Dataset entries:
--- START ---

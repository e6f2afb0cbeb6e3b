//! Text and JSON rendering of calculation reports.

use clap::ValueEnum;
use rust_decimal::Decimal;
use salary_core::format::{format_fcfa, format_rate};
use salary_core::{
    BracketReport, BracketSchedule, BreakdownReport, ContributionReport, InversionReport,
    SalaryLimits,
};
use serde::Serialize;

#[derive(Debug, Clone, Copy, PartialEq, Eq, Default, ValueEnum)]
pub enum OutputFormat {
    #[default]
    Table,
    Json,
}

fn fcfa(amount: i64) -> String {
    format_fcfa(Decimal::from(amount))
}

/// Renders a bordered grid. The first column is left-aligned, the others
/// right-aligned.
fn grid(
    headers: &[&str],
    rows: &[Vec<String>],
) -> String {
    let mut widths: Vec<usize> = headers.iter().map(|h| h.chars().count()).collect();
    for row in rows {
        for (width, cell) in widths.iter_mut().zip(row) {
            *width = (*width).max(cell.chars().count());
        }
    }

    let border = widths.iter().fold(String::from("+"), |mut line, width| {
        line.push_str(&"-".repeat(width + 2));
        line.push('+');
        line
    });

    let format_row = |cells: &[String]| {
        let mut line = String::from("|");
        for (i, (cell, width)) in cells.iter().zip(&widths).enumerate() {
            let pad = width - cell.chars().count();
            if i == 0 {
                line.push_str(&format!(" {cell}{} |", " ".repeat(pad)));
            } else {
                line.push_str(&format!(" {}{cell} |", " ".repeat(pad)));
            }
        }
        line
    };

    let header_cells: Vec<String> = headers.iter().map(|h| h.to_string()).collect();
    let mut out = String::new();
    out.push_str(&border);
    out.push('\n');
    out.push_str(&format_row(&header_cells));
    out.push('\n');
    out.push_str(&border);
    out.push('\n');
    for row in rows {
        out.push_str(&format_row(row));
        out.push('\n');
    }
    out.push_str(&border);
    out.push('\n');
    out
}

fn contributions_table(lines: &[ContributionReport]) -> String {
    let rows: Vec<Vec<String>> = lines
        .iter()
        .map(|line| vec![line.label.clone(), line.rate.clone(), fcfa(line.amount)])
        .collect();
    grid(&["Libellé", "Taux", "Montant"], &rows)
}

fn brackets_table(lines: &[BracketReport]) -> String {
    let rows: Vec<Vec<String>> = lines
        .iter()
        .map(|line| {
            vec![
                line.label.clone(),
                line.rate.clone(),
                fcfa(line.taxable_amount),
                fcfa(line.tax),
            ]
        })
        .collect();
    grid(&["Tranche", "Taux", "Montant imposable", "Impôt"], &rows)
}

fn sections(
    out: &mut String,
    contributions: &[ContributionReport],
    brackets: &[BracketReport],
) {
    out.push_str("\nCotisations sociales\n");
    out.push_str(&contributions_table(contributions));

    out.push_str("\nImpôt sur les traitements et salaires (ITS)\n");
    if brackets.is_empty() {
        out.push_str("Aucune tranche imposable\n");
    } else {
        out.push_str(&brackets_table(brackets));
    }
}

fn totals(
    out: &mut String,
    total_contributions: i64,
    total_income_tax: i64,
    total_deductions: i64,
    net_salary: i64,
) {
    out.push('\n');
    out.push_str(&format!("Total cotisations   : {}\n", fcfa(total_contributions)));
    out.push_str(&format!("Total impôt         : {}\n", fcfa(total_income_tax)));
    out.push_str(&format!("Total prélèvements  : {}\n", fcfa(total_deductions)));
    out.push_str(&format!("Salaire net         : {}\n", fcfa(net_salary)));
}

fn to_json<T: Serialize>(value: &T) -> Result<String, serde_json::Error> {
    serde_json::to_string_pretty(value)
}

/// Renders a gross-to-net result.
pub fn render_breakdown(
    report: &BreakdownReport,
    format: OutputFormat,
) -> Result<String, serde_json::Error> {
    if format == OutputFormat::Json {
        return to_json(report);
    }

    let mut out = format!("Salaire brut        : {}\n", fcfa(report.gross_salary));
    sections(&mut out, &report.contributions, &report.brackets);
    totals(
        &mut out,
        report.total_contributions,
        report.total_income_tax,
        report.total_deductions,
        report.net_salary,
    );
    Ok(out)
}

/// Renders a net-to-gross result.
pub fn render_inversion(
    report: &InversionReport,
    format: OutputFormat,
) -> Result<String, serde_json::Error> {
    if format == OutputFormat::Json {
        return to_json(report);
    }

    let mut out = format!("Salaire net désiré  : {}\n", fcfa(report.desired_net));
    out.push_str(&format!("Salaire brut requis : {}\n", fcfa(report.required_gross)));
    if !report.converged {
        out.push_str("(estimation approchée : la recherche n'a pas convergé)\n");
    }
    sections(&mut out, &report.contributions, &report.brackets);
    totals(
        &mut out,
        report.total_contributions,
        report.total_income_tax,
        report.total_deductions,
        report.net_salary,
    );
    Ok(out)
}

#[derive(Serialize)]
struct LimitsReport {
    salaire_brut_max: i64,
    salaire_net_max: i64,
    taux_cotisation_sociale: String,
    nombre_tranches: usize,
}

/// Renders the configured ceilings and the shape of the schedule in use.
pub fn render_limits(
    limits: &SalaryLimits,
    schedule: &BracketSchedule,
    format: OutputFormat,
) -> Result<String, serde_json::Error> {
    let report = LimitsReport {
        salaire_brut_max: salary_core::whole_units(limits.max_gross()),
        salaire_net_max: salary_core::whole_units(limits.max_net()),
        taux_cotisation_sociale: format_rate(schedule.contribution_rate(), 1),
        nombre_tranches: schedule.brackets().len(),
    };

    match format {
        OutputFormat::Json => to_json(&report),
        OutputFormat::Table => Ok(format!(
            "Salaire brut maximum : {}\n\
             Salaire net maximum  : {}\n\
             Taux de cotisation   : {}\n\
             Tranches d'impôt     : {}\n",
            fcfa(report.salaire_brut_max),
            fcfa(report.salaire_net_max),
            report.taux_cotisation_sociale,
            report.nombre_tranches
        )),
    }
}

--- END ---

Using the records above, select and copy every line that has the word "imposable".

> Response for this exercise:
    grid(&["Tranche", "Taux", "Montant imposable", "Impôt"], &rows)
        out.push_str("Aucune tranche imposable\n");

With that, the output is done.